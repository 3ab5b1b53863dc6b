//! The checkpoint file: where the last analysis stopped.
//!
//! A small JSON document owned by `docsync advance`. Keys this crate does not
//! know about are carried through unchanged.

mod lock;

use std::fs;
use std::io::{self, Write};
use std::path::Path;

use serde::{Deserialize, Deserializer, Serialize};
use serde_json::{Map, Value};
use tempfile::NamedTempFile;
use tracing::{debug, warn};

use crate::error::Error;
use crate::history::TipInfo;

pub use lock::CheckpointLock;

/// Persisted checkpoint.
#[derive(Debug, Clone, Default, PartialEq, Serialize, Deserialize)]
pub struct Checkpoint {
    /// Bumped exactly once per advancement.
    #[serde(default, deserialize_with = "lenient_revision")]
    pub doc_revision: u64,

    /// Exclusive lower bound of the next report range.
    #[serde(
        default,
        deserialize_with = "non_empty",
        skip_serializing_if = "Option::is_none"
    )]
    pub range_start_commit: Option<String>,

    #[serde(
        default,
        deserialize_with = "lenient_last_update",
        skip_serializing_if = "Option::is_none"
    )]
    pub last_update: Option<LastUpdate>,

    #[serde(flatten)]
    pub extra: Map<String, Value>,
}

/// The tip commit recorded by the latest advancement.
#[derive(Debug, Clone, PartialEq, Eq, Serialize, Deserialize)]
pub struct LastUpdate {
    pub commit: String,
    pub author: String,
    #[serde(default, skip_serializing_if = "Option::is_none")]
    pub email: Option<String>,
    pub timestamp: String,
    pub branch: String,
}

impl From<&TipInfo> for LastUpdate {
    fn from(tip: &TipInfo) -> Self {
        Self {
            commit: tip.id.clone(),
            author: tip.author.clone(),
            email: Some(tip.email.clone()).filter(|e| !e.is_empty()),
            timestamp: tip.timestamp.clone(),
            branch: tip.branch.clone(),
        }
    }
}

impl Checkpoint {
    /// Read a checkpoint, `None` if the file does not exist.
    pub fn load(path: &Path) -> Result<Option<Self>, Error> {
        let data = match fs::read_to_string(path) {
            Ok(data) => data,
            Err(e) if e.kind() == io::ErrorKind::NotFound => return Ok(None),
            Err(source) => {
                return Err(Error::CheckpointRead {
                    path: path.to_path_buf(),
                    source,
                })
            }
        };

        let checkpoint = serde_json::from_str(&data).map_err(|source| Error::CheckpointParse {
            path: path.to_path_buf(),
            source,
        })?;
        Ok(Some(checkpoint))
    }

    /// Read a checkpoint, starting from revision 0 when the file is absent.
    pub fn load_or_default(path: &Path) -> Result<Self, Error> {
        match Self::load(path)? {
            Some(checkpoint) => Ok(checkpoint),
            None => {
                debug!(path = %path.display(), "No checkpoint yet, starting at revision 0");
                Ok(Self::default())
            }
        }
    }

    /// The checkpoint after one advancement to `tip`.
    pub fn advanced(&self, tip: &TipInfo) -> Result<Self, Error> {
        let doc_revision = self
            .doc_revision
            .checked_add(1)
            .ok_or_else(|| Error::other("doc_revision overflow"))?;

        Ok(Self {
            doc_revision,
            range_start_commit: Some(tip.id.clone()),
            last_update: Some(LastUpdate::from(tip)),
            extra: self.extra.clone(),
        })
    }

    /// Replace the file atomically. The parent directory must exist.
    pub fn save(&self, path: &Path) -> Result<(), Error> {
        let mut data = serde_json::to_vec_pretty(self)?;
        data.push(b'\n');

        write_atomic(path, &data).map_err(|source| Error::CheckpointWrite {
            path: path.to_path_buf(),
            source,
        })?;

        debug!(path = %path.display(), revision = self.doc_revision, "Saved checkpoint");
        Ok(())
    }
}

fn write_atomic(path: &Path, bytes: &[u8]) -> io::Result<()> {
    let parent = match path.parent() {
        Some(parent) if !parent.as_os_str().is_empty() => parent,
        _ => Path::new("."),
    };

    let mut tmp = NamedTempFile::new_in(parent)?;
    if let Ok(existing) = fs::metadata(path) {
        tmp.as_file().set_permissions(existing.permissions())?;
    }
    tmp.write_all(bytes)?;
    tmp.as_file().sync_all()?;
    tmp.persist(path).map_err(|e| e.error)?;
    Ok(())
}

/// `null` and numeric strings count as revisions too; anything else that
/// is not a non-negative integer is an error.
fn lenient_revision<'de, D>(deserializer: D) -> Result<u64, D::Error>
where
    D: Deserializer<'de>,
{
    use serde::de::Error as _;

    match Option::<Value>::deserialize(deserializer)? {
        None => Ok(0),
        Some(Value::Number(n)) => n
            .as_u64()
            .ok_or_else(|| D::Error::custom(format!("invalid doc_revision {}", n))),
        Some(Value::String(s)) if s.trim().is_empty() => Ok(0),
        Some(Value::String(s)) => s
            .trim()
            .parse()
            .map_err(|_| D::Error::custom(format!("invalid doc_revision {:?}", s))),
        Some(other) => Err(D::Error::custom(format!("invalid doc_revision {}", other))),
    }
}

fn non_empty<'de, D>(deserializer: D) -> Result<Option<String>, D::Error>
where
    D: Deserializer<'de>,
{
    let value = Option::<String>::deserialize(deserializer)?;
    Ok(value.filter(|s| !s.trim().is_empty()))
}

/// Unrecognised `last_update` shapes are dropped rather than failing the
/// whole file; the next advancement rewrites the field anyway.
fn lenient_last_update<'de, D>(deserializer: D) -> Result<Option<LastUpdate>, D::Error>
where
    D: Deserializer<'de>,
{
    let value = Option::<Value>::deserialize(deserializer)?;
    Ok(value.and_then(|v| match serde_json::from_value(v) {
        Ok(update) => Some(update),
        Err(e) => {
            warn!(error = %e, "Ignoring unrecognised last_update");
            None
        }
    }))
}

......

Give the data again exactly, line for line.

repository 3ab5b1b53863dc6b
//! The checkpoint file: where the last analysis stopped.
//!
//! A small JSON document owned by `docsync advance`. Keys this crate does not
//! know about are carried through unchanged.

mod lock;

use std::fs;
use std::io::{self, Write};
use std::path::Path;

use serde::{Deserialize, Deserializer, Serialize};
use serde_json::{Map, Value};
use tempfile::NamedTempFile;
use tracing::{debug, warn};

use crate::error::Error;
use crate::history::TipInfo;

pub use lock::CheckpointLock;

/// Persisted checkpoint.
#[derive(Debug, Clone, Default, PartialEq, Serialize, Deserialize)]
pub struct Checkpoint {
    /// Bumped exactly once per advancement.
    #[serde(default, deserialize_with = "lenient_revision")]
    pub doc_revision: u64,

    /// Exclusive lower bound of the next report range.
    #[serde(
        default,
        deserialize_with = "non_empty",
        skip_serializing_if = "Option::is_none"
    )]
    pub range_start_commit: Option<String>,

    #[serde(
        default,
        deserialize_with = "lenient_last_update",
        skip_serializing_if = "Option::is_none"
    )]
    pub last_update: Option<LastUpdate>,

    #[serde(flatten)]
    pub extra: Map<String, Value>,
}

/// The tip commit recorded by the latest advancement.
#[derive(Debug, Clone, PartialEq, Eq, Serialize, Deserialize)]
pub struct LastUpdate {
    pub commit: String,
    pub author: String,
    #[serde(default, skip_serializing_if = "Option::is_none")]
    pub email: Option<String>,
    pub timestamp: String,
    pub branch: String,
}

impl From<&TipInfo> for LastUpdate {
    fn from(tip: &TipInfo) -> Self {
        Self {
            commit: tip.id.clone(),
            author: tip.author.clone(),
            email: Some(tip.email.clone()).filter(|e| !e.is_empty()),
            timestamp: tip.timestamp.clone(),
            branch: tip.branch.clone(),
        }
    }
}

impl Checkpoint {
    /// Read a checkpoint, `None` if the file does not exist.
    pub fn load(path: &Path) -> Result<Option<Self>, Error> {
        let data = match fs::read_to_string(path) {
            Ok(data) => data,
            Err(e) if e.kind() == io::ErrorKind::NotFound => return Ok(None),
            Err(source) => {
                return Err(Error::CheckpointRead {
                    path: path.to_path_buf(),
                    source,
                })
            }
        };

        let checkpoint = serde_json::from_str(&data).map_err(|source| Error::CheckpointParse {
            path: path.to_path_buf(),
            source,
        })?;
        Ok(Some(checkpoint))
    }

    /// Read a checkpoint, starting from revision 0 when the file is absent.
    pub fn load_or_default(path: &Path) -> Result<Self, Error> {
        match Self::load(path)? {
            Some(checkpoint) => Ok(checkpoint),
            None => {
                debug!(path = %path.display(), "No checkpoint yet, starting at revision 0");
                Ok(Self::default())
            }
        }
    }

    /// The checkpoint after one advancement to `tip`.
    pub fn advanced(&self, tip: &TipInfo) -> Result<Self, Error> {
        let doc_revision = self
            .doc_revision
            .checked_add(1)
            .ok_or_else(|| Error::other("doc_revision overflow"))?;

        Ok(Self {
            doc_revision,
            range_start_commit: Some(tip.id.clone()),
            last_update: Some(LastUpdate::from(tip)),
            extra: self.extra.clone(),
        })
    }

    /// Replace the file atomically. The parent directory must exist.
    pub fn save(&self, path: &Path) -> Result<(), Error> {
        let mut data = serde_json::to_vec_pretty(self)?;
        data.push(b'\n');

        write_atomic(path, &data).map_err(|source| Error::CheckpointWrite {
            path: path.to_path_buf(),
            source,
        })?;

        debug!(path = %path.display(), revision = self.doc_revision, "Saved checkpoint");
        Ok(())
    }
}

fn write_atomic(path: &Path, bytes: &[u8]) -> io::Result<()> {
    let parent = match path.parent() {
        Some(parent) if !parent.as_os_str().is_empty() => parent,
        _ => Path::new("."),
    };

    let mut tmp = NamedTempFile::new_in(parent)?;
    if let Ok(existing) = fs::metadata(path) {
        tmp.as_file().set_permissions(existing.permissions())?;
    }
    tmp.write_all(bytes)?;
    tmp.as_file().sync_all()?;
    tmp.persist(path).map_err(|e| e.error)?;
    Ok(())
}

/// `null` and numeric strings count as revisions too; anything else that
/// is not a non-negative integer is an error.
fn lenient_revision<'de, D>(deserializer: D) -> Result<u64, D::Error>
where
    D: Deserializer<'de>,
{
    use serde::de::Error as _;

    match Option::<Value>::deserialize(deserializer)? {
        None => Ok(0),
        Some(Value::Number(n)) => n
            .as_u64()
            .ok_or_else(|| D::Error::custom(format!("invalid doc_revision {}", n))),
        Some(Value::String(s)) if s.trim().is_empty() => Ok(0),
        Some(Value::String(s)) => s
            .trim()
            .parse()
            .map_err(|_| D::Error::custom(format!("invalid doc_revision {:?}", s))),
        Some(other) => Err(D::Error::custom(format!("invalid doc_revision {}", other))),
    }
}

fn non_empty<'de, D>(deserializer: D) -> Result<Option<String>, D::Error>
where
    D: Deserializer<'de>,
{
    let value = Option::<String>::deserialize(deserializer)?;
    Ok(value.filter(|s| !s.trim().is_empty()))
}

/// Unrecognised `last_update` shapes are dropped rather than failing the
/// whole file; the next advancement rewrites the field anyway.
fn lenient_last_update<'de, D>(deserializer: D) -> Result<Option<LastUpdate>, D::Error>
where
    D: Deserializer<'de>,
{
    let value = Option::<Value>::deserialize(deserializer)?;
    Ok(value.and_then(|v| match serde_json::from_value(v) {
        Ok(update) => Some(update),
        Err(e) => {
            warn!(error = %e, "Ignoring unrecognised last_update");
            None
        }
    }))
}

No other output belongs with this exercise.